This year, CUPE’s health and safety work made a difference on many fronts, including working with Union Development to pilot courses for the new Health and Safety Learning Series. These three-hour modules will help members conduct investigations, identify health and safety hazards, and work in a health and safety committee. They also deepen members’ knowledge of health and safety laws, mental injuries, violence prevention, women’s health, and international health and safety solidarity. The courses are self-contained modules, allowing members who have taken the basic nine-hour health and safety course to further build their skills.
The Health and Safety Branch also revamped the Workplace Violence Prevention Kit. The kit includes new guidelines on preventing workplace violence and harassment. It also helps locals identify and prevent violence, with tools to develop a violence prevention policy, a checklist to spot hazards that may increase the risk of violence, and sample reporting forms.

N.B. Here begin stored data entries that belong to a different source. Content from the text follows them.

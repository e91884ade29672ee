//! Catalog database insertion utilities.
//!
//! Parent rows are created automatically where a child needs one, and an existing row with
//! the same slug is returned instead of inserting a duplicate.

use chrono::Utc;
use sea_orm::{ActiveValue, ColumnTrait, EntityTrait, QueryFilter};

use crate::{error::TestError, fixtures::CatalogFixtures};

impl<'a> CatalogFixtures<'a> {
    /// Insert a mock era into the database.
    ///
    /// # Returns
    /// - `Ok(era::Model)` - The created or existing era record
    /// - `Err(TestError::DbErr)` - Database query or insert operation failed
    pub async fn insert_mock_era(&self, slug: &str) -> Result<entity::era::Model, TestError> {
        if let Some(existing_era) = entity::prelude::Era::find()
            .filter(entity::era::Column::Slug.eq(slug))
            .one(&self.setup.db)
            .await?
        {
            return Ok(existing_era);
        }

        Ok(entity::prelude::Era::insert(entity::era::ActiveModel {
            slug: ActiveValue::Set(slug.to_string()),
            name: ActiveValue::Set(format!("Era {}", slug)),
            number: ActiveValue::Set(1),
            year_start: ActiveValue::Set(1961),
            year_end: ActiveValue::Set(1970),
            subtitle: ActiveValue::Set(None),
            description: ActiveValue::Set(None),
            color: ActiveValue::Set(None),
            created_at: ActiveValue::Set(Utc::now().naive_utc()),
            updated_at: ActiveValue::Set(Utc::now().naive_utc()),
            ..Default::default()
        })
        .exec_with_returning(&self.setup.db)
        .await?)
    }

    /// Insert a mock creator into the database.
    pub async fn insert_mock_creator(
        &self,
        slug: &str,
    ) -> Result<entity::creator::Model, TestError> {
        if let Some(existing_creator) = entity::prelude::Creator::find()
            .filter(entity::creator::Column::Slug.eq(slug))
            .one(&self.setup.db)
            .await?
        {
            return Ok(existing_creator);
        }

        Ok(entity::prelude::Creator::insert(entity::creator::ActiveModel {
            slug: ActiveValue::Set(slug.to_string()),
            name: ActiveValue::Set(format!("Creator {}", slug)),
            roles: ActiveValue::Set(serde_json::json!(["writer"])),
            active_years: ActiveValue::Set(None),
            bio: ActiveValue::Set(None),
            created_at: ActiveValue::Set(Utc::now().naive_utc()),
            updated_at: ActiveValue::Set(Utc::now().naive_utc()),
            ..Default::default()
        })
        .exec_with_returning(&self.setup.db)
        .await?)
    }

    /// Insert a mock collected edition into the database.
    ///
    /// The era is created automatically if it doesn't exist.
    ///
    /// # Arguments
    /// - `slug` - Slug of the edition
    /// - `era_slug` - Slug of the era the edition belongs to
    pub async fn insert_mock_edition(
        &self,
        slug: &str,
        era_slug: &str,
    ) -> Result<entity::collected_edition::Model, TestError> {
        if let Some(existing_edition) = entity::prelude::CollectedEdition::find()
            .filter(entity::collected_edition::Column::Slug.eq(slug))
            .one(&self.setup.db)
            .await?
        {
            return Ok(existing_edition);
        }

        let era = self.insert_mock_era(era_slug).await?;

        Ok(
            entity::prelude::CollectedEdition::insert(entity::collected_edition::ActiveModel {
                slug: ActiveValue::Set(slug.to_string()),
                title: ActiveValue::Set(format!("Edition {}", slug)),
                format: ActiveValue::Set("omnibus".to_string()),
                issues_collected: ActiveValue::Set(None),
                issue_count: ActiveValue::Set(0),
                print_status: ActiveValue::Set("in_print".to_string()),
                importance: ActiveValue::Set("recommended".to_string()),
                era_id: ActiveValue::Set(era.id),
                synopsis: ActiveValue::Set(None),
                connection_notes: ActiveValue::Set(None),
                created_at: ActiveValue::Set(Utc::now().naive_utc()),
                updated_at: ActiveValue::Set(Utc::now().naive_utc()),
                ..Default::default()
            })
            .exec_with_returning(&self.setup.db)
            .await?,
        )
    }
}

Other new member resources include fact sheets on:
- Shift work
- Patient lifts and transfers
- Critical incident stress
In BC, CUPE locals are using new campaign material to raise awareness of workplace hazards. The “Spot the Hazard” campaign encourages members to report concerns to management and the union, provides information about workplace rights and hazards, and includes stickers to mark potential workplace hazards.
We helped make a difference for members in their workplaces.
BC library locals surveyed their members about changing health and safety conditions across the province. More than 500 library workers from 50 communities responded. The results show that in addition to understaffing and salary pressure, workers face many safety issues, including dealing with biohazards and criminal behaviour. Cuts to community and social services have put more pressure on libraries and the people who work there.